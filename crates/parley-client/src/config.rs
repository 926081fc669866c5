//! Client configuration.

use std::time::Duration;

/// Room joined when the join form leaves the room blank.
pub const DEFAULT_ROOM: &str = "general";

/// Minimum spacing between two outgoing chat messages.
pub const DEFAULT_SEND_COOLDOWN: Duration = Duration::from_millis(500);

/// How long the "connected" banner stays up before auto-dismissing.
pub const DEFAULT_BANNER_DISMISS: Duration = Duration::from_millis(3000);

/// Tunables for the session controller.
#[derive(Debug, Clone, PartialEq, Eq)]
pub struct ClientConfig {
    /// Cooldown armed after every successful send.
    pub send_cooldown: Duration,
    /// Delay before a healthy-connection banner is dismissed.
    pub banner_dismiss: Duration,
    /// Room used when the join form leaves it blank.
    pub default_room: String,
}

impl Default for ClientConfig {
    fn default() -> Self {
        Self {
            send_cooldown: DEFAULT_SEND_COOLDOWN,
            banner_dismiss: DEFAULT_BANNER_DISMISS,
            default_room: DEFAULT_ROOM.to_string(),
        }
    }
}
//! Session-to-Application translation layer.
//!
//! The [`Bridge`] wraps the low-level [`parley_client::SessionController`] and
//! adapts it to the high-level application lifecycle.
//!
//! # Responsibilities
//!
//! - Converts high-level [`crate::AppAction`] into controller events.
//! - Accumulates outgoing [`Outbound`] requests to be sent by the driver in
//!   the next I/O cycle, and records when the controller asks for the
//!   transport to be torn down.
//! - Interprets results from the controller and converts them back into
//!   [`crate::AppEvent`]s to update the UI.
//! - Manages time ticks generically to support both real-time execution and
//!   deterministic simulation.

use parley_client::{
    ClientAction, ClientConfig, ClientError, ClientEvent, Environment, Outbound,
    SessionController, TransportEvent,
};

use crate::{AppAction, AppEvent};

/// Bridge between App and session logic.
///
/// Generic over Environment to support both production and simulation.
/// The Instant type is determined by the Environment's associated type.
pub struct Bridge<E: Environment> {
    controller: SessionController<E>,
    outgoing: Vec<Outbound>,
    disconnect: bool,
}

impl<E: Environment> Bridge<E> {
    /// Create a new Bridge with the given environment and configuration.
    pub fn new(env: E, config: ClientConfig) -> Self {
        Self { controller: SessionController::new(env, config), outgoing: Vec::new(), disconnect: false }
    }

    /// Underlying controller, for inspection.
    pub fn controller(&self) -> &SessionController<E> {
        &self.controller
    }

    /// Process an App action and return resulting App events.
    pub fn process_app_action(&mut self, action: AppAction) -> Vec<AppEvent> {
        let event = match action {
            AppAction::Join(form) => ClientEvent::SubmitJoin(form),
            AppAction::SendMessage { content } => ClientEvent::SendMessage { content },
            AppAction::ChangeLanguage { language } => ClientEvent::ChangeLanguage { language },
            AppAction::Leave => ClientEvent::Leave,
            AppAction::Render | AppAction::Quit | AppAction::Connect { .. } => return vec![],
        };

        let result = self.controller.handle(event);
        self.handle_client_result(result)
    }

    /// Handle a lifecycle change or inbound event from the transport.
    pub fn handle_transport(&mut self, event: TransportEvent) -> Vec<AppEvent> {
        let result = self.controller.handle(ClientEvent::Transport(event));
        self.handle_client_result(result)
    }

    /// Process a time tick.
    pub fn handle_tick(&mut self, now: E::Instant) -> Vec<AppEvent> {
        let result = self.controller.handle(ClientEvent::Tick { now });
        self.handle_client_result(result)
    }

    /// Take pending outgoing requests.
    pub fn take_outgoing(&mut self) -> Vec<Outbound> {
        std::mem::take(&mut self.outgoing)
    }

    /// Whether the controller asked for the transport to close. Resets the
    /// flag.
    pub fn take_disconnect(&mut self) -> bool {
        std::mem::take(&mut self.disconnect)
    }

    fn handle_client_result(
        &mut self,
        result: Result<Vec<ClientAction>, ClientError>,
    ) -> Vec<AppEvent> {
        match result {
            Ok(actions) => self.process_client_actions(actions),
            Err(e) if e.is_transient() => {
                tracing::debug!(error = %e, "intent rejected");
                vec![AppEvent::Error { message: e.to_string() }]
            },
            Err(e) => {
                tracing::warn!(error = %e, "intent rejected");
                vec![AppEvent::Error { message: e.to_string() }]
            },
        }
    }

    fn process_client_actions(&mut self, actions: Vec<ClientAction>) -> Vec<AppEvent> {
        let mut events = Vec::new();

        for action in actions {
            match action {
                ClientAction::Send(outbound) => self.outgoing.push(outbound),
                ClientAction::Disconnect => self.disconnect = true,
                ClientAction::SessionStarted(identity) => {
                    events.push(AppEvent::SessionStarted { identity });
                },
                ClientAction::SessionJoined => events.push(AppEvent::SessionJoined),
                ClientAction::SessionEnded => events.push(AppEvent::SessionEnded),
                ClientAction::LanguageSet(language) => {
                    events.push(AppEvent::LanguageSet { language });
                },
                ClientAction::DeliverMessage(message) => {
                    events.push(AppEvent::MessageReceived(message));
                },
                ClientAction::Notice(notice) => events.push(AppEvent::Notice(notice)),
                ClientAction::RosterReplaced(members) => {
                    events.push(AppEvent::RosterReplaced { members });
                },
                ClientAction::HealthChanged(health) => events.push(AppEvent::HealthChanged(health)),
                ClientAction::TranslationAvailability(available) => {
                    events.push(AppEvent::TranslationAvailability { available });
                },
                ClientAction::ShowBanner(banner) => events.push(AppEvent::BannerShown(banner)),
                ClientAction::DismissBanner => events.push(AppEvent::BannerDismissed),
                ClientAction::SendAvailability(can_send) => {
                    events.push(AppEvent::SendAvailability { can_send });
                },
            }
        }

        events
    }
}

#[cfg(test)]
mod tests {
    use parley_client::{JoinForm, Language, SystemEnv};

    use super::*;

    fn bridge() -> Bridge<SystemEnv> {
        Bridge::new(SystemEnv, ClientConfig::default())
    }

    #[test]
    fn join_produces_outgoing_request() {
        let mut bridge = bridge();
        let _ = bridge.handle_transport(TransportEvent::Connected);

        let events = bridge.process_app_action(AppAction::Join(JoinForm::new(
            "alice",
            Some(Language::English),
            "",
        )));

        assert!(events.iter().any(|e| matches!(e, AppEvent::SessionStarted { .. })));
        assert!(matches!(bridge.take_outgoing().as_slice(), [Outbound::Join(_)]));
        assert!(bridge.take_outgoing().is_empty());
    }

    #[test]
    fn send_before_join_produces_error() {
        let mut bridge = bridge();
        let events = bridge.process_app_action(AppAction::SendMessage { content: "hi".into() });

        assert!(events.iter().any(|e| matches!(e, AppEvent::Error { .. })));
        assert!(bridge.take_outgoing().is_empty());
    }

    #[test]
    fn leave_requests_disconnect() {
        let mut bridge = bridge();
        let _ = bridge.handle_transport(TransportEvent::Connected);
        let _ = bridge.process_app_action(AppAction::Join(JoinForm::new(
            "alice",
            Some(Language::English),
            "",
        )));

        let events = bridge.process_app_action(AppAction::Leave);

        assert!(events.contains(&AppEvent::SessionEnded));
        assert!(bridge.take_disconnect());
        assert!(!bridge.take_disconnect());
    }

    #[test]
    fn ui_only_actions_are_ignored() {
        let mut bridge = bridge();
        assert!(bridge.process_app_action(AppAction::Render).is_empty());
        assert!(bridge.process_app_action(AppAction::Quit).is_empty());
    }
}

════════════════════

* _Problem to work on_: Go through the entries above and copy out every line that includes the word "SendAvailability".

* _Output_:
                ClientAction::SendAvailability(can_send) => {
                    events.push(AppEvent::SendAvailability { can_send });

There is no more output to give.